Recent data demonstrate that HLA class I alleles can be grouped into superfamilies based on similarities of their peptide-binding motifs. In this study, we have tested the immunogenicity and antigenicity of peptides capable of degenerate binding to multiple HLA class I molecules of the A3-like superfamily. The assay systems utilized included both primary in vitro cultures of lymphocytes from healthy donors, as well as in vitro restimulation of lymphocytes from HIV-infected individuals. Several of the peptides capable of binding more than one HLA A3-like class I molecule were also found to be immunogenic in the context of this same group of A3-like molecules (degenerate CTL recognition). Furthermore, some of the CTL lines thus generated demonstrated promiscuous recognition of the cognate epitope in the context of MHC molecules from more than one member of the superfamily.
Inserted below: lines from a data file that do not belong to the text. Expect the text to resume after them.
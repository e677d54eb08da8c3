//! Checkout reducer.
//!
//! Transitions are pure; every call to the order service or the hosted
//! checkout is returned as an effect whose result comes back as an action.
//! Actions that do not fit the current screen (a late `OrderCreated`, a
//! second `Pay` while paying) are ignored. `Back` abandons a payment only
//! while the hosted checkout is open; the widget may never report back.

use crate::environment::CheckoutEnvironment;
use crate::types::{
    CheckoutAction, CheckoutOptions, CheckoutState, Course, Notice, PaymentStage, Screen, Theme,
    VerificationStatus, WidgetOutcome,
};
use openroot_core::effect::Effect;
use openroot_core::reducer::Reducer;
use openroot_core::{async_effect, delay, smallvec, SmallVec};
use openroot_razorpay::{Order, PaymentCallback};
use std::sync::Arc;

/// Reducer for the course checkout
#[derive(Clone, Copy, Debug, Default)]
pub struct CheckoutReducer;

impl CheckoutReducer {
    /// Creates a new checkout reducer
    #[must_use]
    pub const fn new() -> Self {
        Self
    }

    /// Options for the hosted checkout of `order`
    #[must_use]
    pub fn checkout_options(
        env: &CheckoutEnvironment,
        course: &Course,
        order: &Order,
    ) -> CheckoutOptions {
        CheckoutOptions {
            key: env.settings.key_id.clone(),
            amount: order.amount,
            currency: order.currency.clone(),
            name: env.settings.merchant_name.clone(),
            description: course.name.clone(),
            order_id: order.id.clone(),
            theme: Theme {
                color: env.settings.theme_color.clone(),
            },
        }
    }

    fn create_order(env: &CheckoutEnvironment, course: &Course) -> Effect<CheckoutAction> {
        let api = Arc::clone(&env.api);
        let amount = course.price.major();

        async_effect! {
            match api.create_order(amount).await {
                Ok(order) => Some(CheckoutAction::OrderCreated { order }),
                Err(error) => Some(CheckoutAction::OrderFailed {
                    reason: error.to_string(),
                }),
            }
        }
    }

    fn open_checkout(env: &CheckoutEnvironment, options: CheckoutOptions) -> Effect<CheckoutAction> {
        let checkout = Arc::clone(&env.checkout);

        async_effect! {
            match checkout.open(options).await {
                WidgetOutcome::Authorized(callback) => Some(CheckoutAction::PaymentAuthorized {
                    payment_id: callback.razorpay_payment_id,
                    signature: callback.razorpay_signature,
                }),
                WidgetOutcome::Dismissed => Some(CheckoutAction::CheckoutDismissed),
            }
        }
    }

    fn verify_payment(env: &CheckoutEnvironment, callback: PaymentCallback) -> Effect<CheckoutAction> {
        let api = Arc::clone(&env.api);

        async_effect! {
            match api.verify_payment(callback).await {
                Ok(status) => Some(CheckoutAction::PaymentVerified { status }),
                Err(error) => Some(CheckoutAction::VerificationFailed {
                    reason: error.to_string(),
                }),
            }
        }
    }

    /// Back to the details screen with a notice
    fn fail(state: &mut CheckoutState, course: Course, notice: Notice) -> SmallVec<[Effect<CheckoutAction>; 4]> {
        tracing::info!(course_id = %course.id, %notice, "Payment attempt ended");
        state.screen = Screen::Details { course };
        state.notice = Some(notice);
        smallvec![Effect::None]
    }
}

impl Reducer for CheckoutReducer {
    type State = CheckoutState;
    type Action = CheckoutAction;
    type Environment = CheckoutEnvironment;

    #[allow(clippy::too_many_lines)] // One arm per transition
    fn reduce(
        &self,
        state: &mut Self::State,
        action: Self::Action,
        env: &Self::Environment,
    ) -> SmallVec<[Effect<Self::Action>; 4]> {
        // Every arm either installs a new screen or restores this one
        let screen = std::mem::take(&mut state.screen);

        match (screen, action) {
            (Screen::List, CheckoutAction::SelectCourse { course_id }) => {
                if let Some(course) = env.catalog.get(course_id) {
                    tracing::debug!(%course_id, "Course selected");
                    state.screen = Screen::Details {
                        course: course.clone(),
                    };
                    state.notice = None;
                } else {
                    tracing::warn!(%course_id, "Course not found");
                    state.notice = Some(Notice::CourseNotFound);
                }
                smallvec![Effect::None]
            },

            (Screen::Details { .. }, CheckoutAction::Back) => {
                state.notice = None;
                smallvec![Effect::None]
            },

            (Screen::Unlocked { course, .. }, CheckoutAction::Back) => {
                state.screen = Screen::Details { course };
                state.notice = None;
                smallvec![Effect::None]
            },

            (
                Screen::Paying {
                    course,
                    stage: PaymentStage::AwaitingPayment { order },
                },
                CheckoutAction::Back,
            ) => {
                tracing::info!(order_id = %order.id, "Payment abandoned");
                state.screen = Screen::Details { course };
                state.notice = None;
                smallvec![Effect::None]
            },

            (Screen::Details { course }, CheckoutAction::Pay) => {
                tracing::info!(course_id = %course.id, price = %course.price, "Starting payment");
                let effect = Self::create_order(env, &course);
                state.screen = Screen::Paying {
                    course,
                    stage: PaymentStage::CreatingOrder,
                };
                state.notice = None;
                smallvec![effect]
            },

            (
                Screen::Paying {
                    course,
                    stage: PaymentStage::CreatingOrder,
                },
                CheckoutAction::OrderCreated { order },
            ) => {
                if order.id.is_empty() {
                    tracing::warn!("Order response without id");
                    return Self::fail(state, course, Notice::PaymentInitFailed);
                }

                tracing::info!(order_id = %order.id, amount = order.amount, "Opening hosted checkout");
                let options = Self::checkout_options(env, &course, &order);
                state.screen = Screen::Paying {
                    course,
                    stage: PaymentStage::AwaitingPayment { order },
                };
                smallvec![Self::open_checkout(env, options)]
            },

            (
                Screen::Paying {
                    course,
                    stage: PaymentStage::CreatingOrder,
                },
                CheckoutAction::OrderFailed { reason },
            ) => {
                tracing::warn!(%reason, "Order creation failed");
                Self::fail(state, course, Notice::PaymentInitFailed)
            },

            (
                Screen::Paying {
                    course,
                    stage: PaymentStage::AwaitingPayment { order },
                },
                CheckoutAction::PaymentAuthorized {
                    payment_id,
                    signature,
                },
            ) => {
                tracing::info!(order_id = %order.id, %payment_id, "Verifying payment");
                let callback = PaymentCallback {
                    razorpay_order_id: order.id.clone(),
                    razorpay_payment_id: payment_id,
                    razorpay_signature: signature,
                };
                state.screen = Screen::Paying {
                    course,
                    stage: PaymentStage::Verifying { order },
                };
                smallvec![Self::verify_payment(env, callback)]
            },

            (
                Screen::Paying {
                    course,
                    stage: PaymentStage::AwaitingPayment { .. },
                },
                CheckoutAction::CheckoutDismissed,
            ) => Self::fail(state, course, Notice::PaymentCancelled),

            (
                Screen::Paying {
                    course,
                    stage: PaymentStage::Verifying { order },
                },
                CheckoutAction::PaymentVerified { status },
            ) => match status {
                VerificationStatus::Success => {
                    tracing::info!(course_id = %course.id, order_id = %order.id, "Course unlocked");
                    state.screen = Screen::Unlocked {
                        course,
                        celebrating: true,
                    };
                    state.notice = None;
                    smallvec![delay! {
                        duration: env.settings.celebration,
                        action: CheckoutAction::CelebrationFinished
                    }]
                },
                VerificationStatus::Failed => Self::fail(state, course, Notice::PaymentFailed),
            },

            (
                Screen::Paying {
                    course,
                    stage: PaymentStage::Verifying { .. },
                },
                CheckoutAction::VerificationFailed { reason },
            ) => {
                tracing::warn!(%reason, "Verification request failed");
                Self::fail(state, course, Notice::PaymentFailed)
            },

            (Screen::Unlocked { course, .. }, CheckoutAction::CelebrationFinished) => {
                state.screen = Screen::Unlocked {
                    course,
                    celebrating: false,
                };
                smallvec![Effect::None]
            },

            (screen, CheckoutAction::DismissNotice) => {
                state.screen = screen;
                state.notice = None;
                smallvec![Effect::None]
            },

            (screen, action) => {
                tracing::debug!(screen = screen.name(), ?action, "Ignored action");
                state.screen = screen;
                smallvec![Effect::None]
            },
        }
    }
}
The fine Ag specificity of this phenomenon was further analyzed using two promiscuous CTL clones derived from A3 and A11 individuals, respectively, and specific for an epitope in the HIV-1 reverse transcriptase. By the use of single-amino acid-substitution analogues, it was demonstrated that the fine specificity of the TCR is largely maintained between MHC-matched and MHC-mismatched presentation of peptide within the A3-like superfamily. These results indicate that the similar peptide-binding specificities among different members of the A3-like superfamily can be reflected in a remarkable similarity in the peptide-MHC complex structures engaged by the TCR and responsible for T cell activation.